Cuando papá llega de trabajar no es común que hable a los niños de los problemas de su empresa, si acaso, lo habla con su esposa, pero con los niños disfruta el tiempo jugando o escuchándolos a ellos.

En una familia de emprendedores, los niños ven cómo, algunas veces, los negocios van de maravilla, en otros momentos sus padres invierten en nuevas empresas; hay momentos en que hay más ventas y épocas de apretarse el cinturón, pero con esfuerzo siempre se sale adelante y es posible vivir haciendo lo que uno más ama.
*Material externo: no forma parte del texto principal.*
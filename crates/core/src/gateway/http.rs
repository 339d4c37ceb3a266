use reqwest::{Client, StatusCode};
use serde::Serialize;
use serde_json::Value;
use tracing::debug;

use super::{GatewayError, SaveGateway};
use crate::{models::GameState, save};

/// Gateway speaking the `/api/save` JSON contract of the backend.
#[derive(Debug, Clone)]
pub struct HttpGateway {
    client: Client,
    base_url: String,
}

#[derive(Serialize)]
struct SaveRequest<'a> {
    id: &'a str,
    data: Value,
}

impl HttpGateway {
    /// Gateway for the backend at `base_url`, e.g. `http://localhost:3000`.
    pub fn new(base_url: impl Into<String>) -> Self {
        Self::with_client(Client::new(), base_url)
    }

    /// Gateway reusing an existing client.
    pub fn with_client(client: Client, base_url: impl Into<String>) -> Self {
        let base_url = base_url.into().trim_end_matches('/').to_string();
        Self { client, base_url }
    }

    /// Base URL requests are sent to.
    pub fn base_url(&self) -> &str {
        &self.base_url
    }
}

impl SaveGateway for HttpGateway {
    async fn load(&self, save_id: &str) -> Result<Option<GameState>, GatewayError> {
        let url = format!("{}/api/save/{save_id}", self.base_url);
        let response = self.client.get(&url).send().await?;
        let status = response.status();
        if status == StatusCode::NOT_FOUND {
            debug!(save_id, "No save on the backend");
            return Ok(None);
        }
        if !status.is_success() {
            return Err(GatewayError::Status(status.as_u16()));
        }
        let body = response.text().await?;
        Ok(Some(save::decode_text(&body)))
    }

    async fn save(&self, save_id: &str, state: &GameState) -> Result<(), GatewayError> {
        let url = format!("{}/api/save", self.base_url);
        let request = SaveRequest {
            id: save_id,
            data: save::encode(state)?,
        };
        let response = self.client.post(&url).json(&request).send().await?;
        let status = response.status();
        if !status.is_success() {
            return Err(GatewayError::Status(status.as_u16()));
        }
        Ok(())
    }
}
//! Pure formulas deriving prices and income from a [`GameState`].
//!
//! Nothing here is cached in the state; every value is recomputed on demand.

use serde::Serialize;

use crate::{
    catalog::{Catalog, Channel, ResearchKind, UpgradeDef},
    models::GameState,
};

/// Lifetime earnings required before a prestige reset yields anything.
pub const PRESTIGE_THRESHOLD: f64 = 1_000_000.0;
/// Shards granted per unit of `sqrt(earned / threshold)`.
pub const PRESTIGE_SCALE: f64 = 10.0;
/// Income bonus per lifetime shard.
pub const SHARD_BONUS: f64 = 0.01;

/// Undiscounted price of buying level `level + 1`.
pub fn purchase_cost(def: &UpgradeDef, level: u32) -> f64 {
    (def.base_cost * def.cost_multiplier.powf(f64::from(level))).floor()
}

/// Multiplicative price factor from owned cost-reduction research.
pub fn cost_discount(state: &GameState, catalog: &Catalog) -> f64 {
    catalog
        .research_items()
        .filter(|def| def.kind == ResearchKind::CostReduction)
        .map(|def| (1.0 - def.power).max(0.0).powf(f64::from(state.research_level(&def.id))))
        .product()
}

/// Price actually charged for level `level + 1`, never below 1.
pub fn effective_cost(def: &UpgradeDef, level: u32, state: &GameState, catalog: &Catalog) -> f64 {
    (purchase_cost(def, level) * cost_discount(state, catalog))
        .floor()
        .max(1.0)
}

/// Combined price of `quantity` consecutive levels starting at `level`.
pub fn bulk_cost(
    def: &UpgradeDef,
    level: u32,
    quantity: u32,
    state: &GameState,
    catalog: &Catalog,
) -> f64 {
    (0..quantity)
        .map(|offset| effective_cost(def, level.saturating_add(offset), state, catalog))
        .sum()
}

/// Whether the next `quantity` levels of upgrade `id` are affordable right now.
pub fn can_afford(state: &GameState, catalog: &Catalog, id: &str, quantity: u32) -> bool {
    catalog.upgrade(id).is_some_and(|def| {
        state.currency() >= bulk_cost(def, state.upgrade_level(id), quantity, state, catalog)
    })
}

/// Sum of `level × power` over upgrades feeding `channel`.
pub fn upgrade_bonus(state: &GameState, catalog: &Catalog, channel: Channel) -> f64 {
    catalog
        .upgrades()
        .filter(|def| def.kind.channel() == channel)
        .map(|def| f64::from(state.upgrade_level(&def.id)) * def.power)
        .sum()
}

/// `1 + Σ level × power` over research multiplying `channel`.
pub fn research_factor(state: &GameState, catalog: &Catalog, channel: Channel) -> f64 {
    1.0 + catalog
        .research_items()
        .filter(|def| def.kind.channel() == Some(channel))
        .map(|def| f64::from(state.research_level(&def.id)) * def.power)
        .sum::<f64>()
}

/// Each lifetime shard adds 1% to every channel.
pub fn prestige_multiplier(state: &GameState) -> f64 {
    1.0 + state.prestige_currency() as f64 * SHARD_BONUS
}

/// Floored income of `channel` after every bonus and multiplier.
pub fn power(state: &GameState, catalog: &Catalog, channel: Channel) -> f64 {
    ((channel.base_power() + upgrade_bonus(state, catalog, channel))
        * research_factor(state, catalog, channel)
        * prestige_multiplier(state))
    .floor()
}

/// Currency granted by one manual click.
pub fn click_power(state: &GameState, catalog: &Catalog) -> f64 {
    power(state, catalog, Channel::Click)
}

/// Currency granted per second by generators.
pub fn auto_power(state: &GameState, catalog: &Catalog) -> f64 {
    power(state, catalog, Channel::Auto)
}

/// Shards a prestige reset would grant now.
///
/// Zero below [`PRESTIGE_THRESHOLD`]; past it the lifetime entitlement grows
/// with the square root of lifetime earnings, minus what was already granted.
pub fn pending_prestige_gain(state: &GameState) -> u64 {
    let earned = state.total_currency_earned();
    if earned.is_nan() || earned < PRESTIGE_THRESHOLD {
        return 0;
    }
    let entitled = ((earned / PRESTIGE_THRESHOLD).sqrt() * PRESTIGE_SCALE).floor();
    // f64 -> u64 casts saturate.
    (entitled as u64).saturating_sub(state.prestige_currency())
}

/// Shards available for research.
pub fn available_shards(state: &GameState) -> u64 {
    state.prestige_currency().saturating_sub(state.prestige_spent())
}

/// Derived figures shown next to the raw state.
#[derive(Debug, Clone, Copy, PartialEq, Serialize)]
#[serde(rename_all = "camelCase")]
pub struct Stats {
    /// See [`click_power`].
    pub click_power: f64,
    /// See [`auto_power`].
    pub auto_power: f64,
    /// See [`prestige_multiplier`].
    pub prestige_multiplier: f64,
    /// See [`pending_prestige_gain`].
    pub pending_prestige_gain: u64,
    /// See [`available_shards`].
    pub available_shards: u64,
}

impl Stats {
    /// Compute every derived figure for `state`.
    pub fn compute(state: &GameState, catalog: &Catalog) -> Self {
        Self {
            click_power: click_power(state, catalog),
            auto_power: auto_power(state, catalog),
            prestige_multiplier: prestige_multiplier(state),
            pending_prestige_gain: pending_prestige_gain(state),
            available_shards: available_shards(state),
        }
    }
}
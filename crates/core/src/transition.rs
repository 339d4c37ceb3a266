//! Player actions as pure `GameState -> GameState` steps.
//!
//! Every step takes the current state by value, re-validates against it, and
//! hands back either the successor or the untouched input with the reason it
//! was left alone. No step panics or fails.

use serde::{Deserialize, Serialize};

use crate::{
    catalog::Catalog,
    economy,
    models::{GameState, SettingsPatch},
};

/// Why a step left the state unchanged.
#[derive(Debug, Clone, PartialEq)]
pub enum NoOp {
    /// Upgrade id not in the catalog.
    UnknownUpgrade(String),
    /// Research id not in the catalog.
    UnknownResearch(String),
    /// Balance short of the price.
    Unaffordable {
        /// Price that was asked.
        cost: f64,
        /// Balance at evaluation time.
        balance: f64,
    },
    /// Prestige would grant no shards.
    NothingToGain,
    /// Tick with no passive income or no elapsed time.
    NoIncome,
}

/// Result of a step.
#[derive(Debug, Clone, PartialEq)]
pub enum Transition {
    /// The step was applied.
    Applied(GameState),
    /// The step was rejected; the input is returned as-is.
    Unchanged(GameState, NoOp),
}

impl Transition {
    /// Whether the step changed anything.
    pub fn is_applied(&self) -> bool {
        matches!(self, Transition::Applied(_))
    }

    /// Borrow the resulting state.
    pub fn state(&self) -> &GameState {
        match self {
            Transition::Applied(state) | Transition::Unchanged(state, _) => state,
        }
    }

    /// Consume into the resulting state.
    pub fn into_state(self) -> GameState {
        match self {
            Transition::Applied(state) | Transition::Unchanged(state, _) => state,
        }
    }

    /// Rejection reason, if any.
    pub fn no_op(&self) -> Option<&NoOp> {
        match self {
            Transition::Applied(_) => None,
            Transition::Unchanged(_, reason) => Some(reason),
        }
    }
}

/// Multi-buy step size.
#[derive(Debug, Clone, Copy, PartialEq, Eq, Default, Serialize, Deserialize)]
pub enum BuyAmount {
    /// Single level.
    #[default]
    #[serde(rename = "1")]
    One,
    /// Ten levels.
    #[serde(rename = "10")]
    Ten,
    /// One hundred levels.
    #[serde(rename = "100")]
    Hundred,
}

impl BuyAmount {
    /// Number of levels bought.
    pub fn quantity(self) -> u32 {
        match self {
            BuyAmount::One => 1,
            BuyAmount::Ten => 10,
            BuyAmount::Hundred => 100,
        }
    }
}

/// Manual click; returns the successor and the amount dispensed.
pub fn apply_click(mut state: GameState, catalog: &Catalog) -> (GameState, f64) {
    let value = economy::click_power(&state, catalog);
    state.currency += value;
    state.total_currency_earned += value;
    state.click_count = state.click_count.saturating_add(1);
    (state, value)
}

/// Credit `auto_power × elapsed_seconds` of passive income.
pub fn apply_tick(mut state: GameState, catalog: &Catalog, elapsed_seconds: f64) -> Transition {
    let rate = economy::auto_power(&state, catalog);
    if rate <= 0.0 || !elapsed_seconds.is_finite() || elapsed_seconds <= 0.0 {
        return Transition::Unchanged(state, NoOp::NoIncome);
    }
    let gain = rate * elapsed_seconds;
    state.currency += gain;
    state.total_currency_earned += gain;
    Transition::Applied(state)
}

/// Buy one level of upgrade `id`.
pub fn purchase_upgrade(state: GameState, catalog: &Catalog, id: &str) -> Transition {
    purchase_upgrades(state, catalog, id, BuyAmount::One)
}

/// Buy `amount` levels of upgrade `id`, all or nothing.
pub fn purchase_upgrades(
    mut state: GameState,
    catalog: &Catalog,
    id: &str,
    amount: BuyAmount,
) -> Transition {
    let Some(def) = catalog.upgrade(id) else {
        return Transition::Unchanged(state, NoOp::UnknownUpgrade(id.to_string()));
    };
    let level = state.upgrade_level(id);
    let quantity = amount.quantity();
    let cost = economy::bulk_cost(def, level, quantity, &state, catalog);
    if state.currency < cost {
        let balance = state.currency;
        return Transition::Unchanged(state, NoOp::Unaffordable { cost, balance });
    }
    state.currency = (state.currency - cost).max(0.0);
    state
        .upgrade_levels
        .insert(def.id.clone(), level.saturating_add(quantity));
    Transition::Applied(state)
}

/// Buy one level of research `id` with unspent shards.
pub fn purchase_research(mut state: GameState, catalog: &Catalog, id: &str) -> Transition {
    let Some(def) = catalog.research(id) else {
        return Transition::Unchanged(state, NoOp::UnknownResearch(id.to_string()));
    };
    let available = economy::available_shards(&state);
    if available < def.cost {
        return Transition::Unchanged(
            state,
            NoOp::Unaffordable {
                cost: def.cost as f64,
                balance: available as f64,
            },
        );
    }
    state.prestige_spent += def.cost;
    let level = state.research_level(id);
    state
        .research_levels
        .insert(def.id.clone(), level.saturating_add(1));
    Transition::Applied(state)
}

/// Trade currency and upgrades for shards.
///
/// Lifetime earnings, research, clicks and settings carry over.
pub fn perform_prestige(mut state: GameState) -> Transition {
    let gain = economy::pending_prestige_gain(&state);
    if gain == 0 {
        return Transition::Unchanged(state, NoOp::NothingToGain);
    }
    state.currency = 0.0;
    state.upgrade_levels.clear();
    state.prestige_currency += gain;
    state.prestige_count = state.prestige_count.saturating_add(1);
    Transition::Applied(state)
}

/// Merge cosmetic settings.
pub fn update_settings(mut state: GameState, patch: &SettingsPatch) -> GameState {
    state.settings = state.settings.merged(patch);
    state
}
Al crecer, los niños no tendrán miedo a la incertidumbre propia de los negocios puesto que les es familiar

Los emprendedores comparten sus experiencias en casa, hablan en familia sobre los problemas que pudieran llegar a tener, sobre los sueños, sus metas y todo lo relacionado con su emprendimiento.

Los hijos de emprendedores comparten con sus padres la experiencia de emprender ¡y también la incertidumbre!

Hay una excepción que son las mujeres ejecutivas, así como los hombres “suben” en las organizaciones por sus relaciones, las mujeres lo hacen por trabajo; esto causa que las mamás ejecutivas suelan llevarse trabajo a casa y esto, aunado a una mayor tendencia de las mujeres a comunicar lo que sucede en sus puestos de trabajo, hace que los niños se enteren de lo que sus mamás hacen y aprendan que los problemas se resuelven y que, a través del trabajo, la creatividad y la perseverancia, se sale adelante.

Los niños viven los ciclos y altibajos del negocio con su mamá, y no distinguen si la empresa es de mamá o si mamá trabaja para una empresa, por lo que con ella viven los altibajos propios de cualquier negocio y aprenden a emprender desde pequeños, como los hijos de los emprendedores.

El tercer factor son las circunstancias, muchos emprendedores descubren su potencial porque la vida los obliga a emprender; un caso típico es el de muchos migrantes que al llegar a tierras lejanas encuentran que el emprendimiento es su única opción.

La genética, el ejemplo familiar y el emprendimiento circunstancial son fuente de riqueza, pero ¿qué pasa cuando, desde la infancia, formamos emprendedores?

El emprendimiento infantil permite a los niños vivir, desde pequeños, la experiencia de lograr, de alcanzar sueños y cumplir metas; desarrolla en ellos una alta autoestima y hace que crean en ellos mismos. Aprender a emprender desde la infancia permite que los niños descubran que pueden ser libres y, cuando grandes, vivir haciendo aquello que más amen.